- _AIM OF THE TASK_
Search the material below for "EnvFilter" and copy every line where it occurs.

- _TASK INPUT_
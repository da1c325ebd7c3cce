use tracing_subscriber::{layer::SubscriberExt, util::SubscriberInitExt, EnvFilter};

/// Install the global subscriber. `RUST_LOG` wins over `default_filter`.
/// Logs go to stderr so tables and summaries on stdout stay clean.
pub fn init_tracing(default_filter: &str) {
    tracing_subscriber::registry()
        .with(EnvFilter::try_from_default_env().unwrap_or_else(|_| default_filter.into()))
        .with(tracing_subscriber::fmt::layer().with_writer(std::io::stderr))
        .init();
}

/// Filter for `-v` repetitions.
pub fn filter_for_verbosity(verbose: u8) -> &'static str {
    match verbose {
        0 => "rr_iops=info",
        1 => "rr_iops=debug",
        _ => "rr_iops=trace,reqwest=debug",
    }
}

#[cfg(test)]
mod tests {
    use super::*;

    #[test]
    fn test_filter_for_verbosity() {
        assert_eq!(filter_for_verbosity(0), "rr_iops=info");
        assert_eq!(filter_for_verbosity(1), "rr_iops=debug");
        assert!(filter_for_verbosity(5).starts_with("rr_iops=trace"));
    }
}
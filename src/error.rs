// Copyright 2025 Lablup Inc. and Jeongkyu Shin
//
// Licensed under the Apache License, Version 2.0 (the "License");
// you may not use this file except in compliance with the License.
// You may obtain a copy of the License at
//
//     http://www.apache.org/licenses/LICENSE-2.0
//
// Unless required by applicable law or agreed to in writing, software
// distributed under the License is distributed on an "AS IS" BASIS,
// WITHOUT WARRANTIES OR CONDITIONS OF ANY KIND, either express or implied.
// See the License for the specific language governing permissions and
// limitations under the License.

//! Unified error types for rr-iops.
//!
//! Every variant except [`Error::Teardown`] is terminal: the workflow stops,
//! tears down the session if one exists, and the process exits with status 1.
//! A teardown failure is only ever logged.

use thiserror::Error;

/// The main error type for remediation runs.
#[derive(Debug, Error)]
pub enum Error {
    /// The run could not be prepared (bad server address, missing input).
    #[error("Configuration error: {0}")]
    Config(String),

    /// Interactive input could not be read from the terminal.
    #[error("Failed to read input: {0}")]
    Prompt(String),

    /// The management endpoint did not accept a TCP connection.
    ///
    /// This is raised before any credentials are sent.
    #[error("Management server {endpoint} is unreachable: {source}")]
    Unreachable {
        endpoint: String,
        #[source]
        source: std::io::Error,
    },

    /// The endpoint was reachable but refused to open a session.
    #[error("Authentication to {endpoint} failed: {message}")]
    Authentication { endpoint: String, message: String },

    /// No cluster matched the requested name exactly.
    #[error("Cluster '{name}' could not be resolved: {reason}")]
    ClusterResolution { name: String, reason: String },

    /// Host or volume inventory could not be retrieved.
    #[error("Failed to {operation}: {message}")]
    Inventory {
        operation: &'static str,
        message: String,
    },

    /// Applying the path-switch threshold failed; the run aborts here.
    #[error("Failed to update multipathing on volume {volume}: {message}")]
    Remediation { volume: String, message: String },

    /// Closing the session failed. Logged as a warning, never escalated.
    #[error("Failed to close session: {0}")]
    Teardown(String),

    /// A report file could not be written.
    #[error("Failed to write report: {0}")]
    Report(#[from] std::io::Error),

    /// A report could not be serialized.
    #[error("Failed to serialize report: {0}")]
    Serialize(#[from] serde_json::Error),
}

impl Error {
    /// Process exit status for a run that ended with this error.
    pub fn exit_code(&self) -> i32 {
        1
    }

    /// Whether the run must stop because of this error.
    pub fn is_terminal(&self) -> bool {
        !matches!(self, Error::Teardown(_))
    }
}

/// A specialized Result type for rr-iops operations.
pub type Result<T> = std::result::Result<T, Error>;

#[cfg(test)]
mod tests {
    use super::*;

    #[test]
    fn test_error_display() {
        let err = Error::ClusterResolution {
            name: "prod-01".to_string(),
            reason: "no cluster with that name".to_string(),
        };
        assert_eq!(
            err.to_string(),
            "Cluster 'prod-01' could not be resolved: no cluster with that name"
        );

        let err = Error::Inventory {
            operation: "list hosts",
            message: "HTTP 500".to_string(),
        };
        assert_eq!(err.to_string(), "Failed to list hosts: HTTP 500");

        let err = Error::Remediation {
            volume: "naa.600".to_string(),
            message: "busy".to_string(),
        };
        assert_eq!(
            err.to_string(),
            "Failed to update multipathing on volume naa.600: busy"
        );
    }

    #[test]
    fn test_unreachable_is_distinct_from_authentication() {
        let unreachable = Error::Unreachable {
            endpoint: "vc01:443".to_string(),
            source: std::io::Error::new(std::io::ErrorKind::ConnectionRefused, "refused"),
        };
        let auth = Error::Authentication {
            endpoint: "vc01:443".to_string(),
            message: "invalid credentials".to_string(),
        };
        assert!(unreachable.to_string().contains("unreachable"));
        assert!(auth.to_string().contains("Authentication"));
        assert_ne!(unreachable.to_string(), auth.to_string());
    }

    #[test]
    fn test_teardown_is_not_terminal() {
        assert!(!Error::Teardown("gone".to_string()).is_terminal());
        assert!(Error::Config("x".to_string()).is_terminal());
        assert_eq!(Error::Config("x".to_string()).exit_code(), 1);
    }

    #[test]
    fn test_error_from_io() {
        let io_err = std::io::Error::new(std::io::ErrorKind::PermissionDenied, "read-only");
        let err: Error = io_err.into();
        assert!(matches!(err, Error::Report(_)));
    }

    #[test]
    fn test_error_is_send_sync() {
        fn assert_send_sync<T: Send + Sync>() {}
        assert_send_sync::<Error>();
    }
}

- _SOLVED EXERCISE_
use tracing_subscriber::{layer::SubscriberExt, util::SubscriberInitExt, EnvFilter};
        .with(EnvFilter::try_from_default_env().unwrap_or_else(|_| default_filter.into()))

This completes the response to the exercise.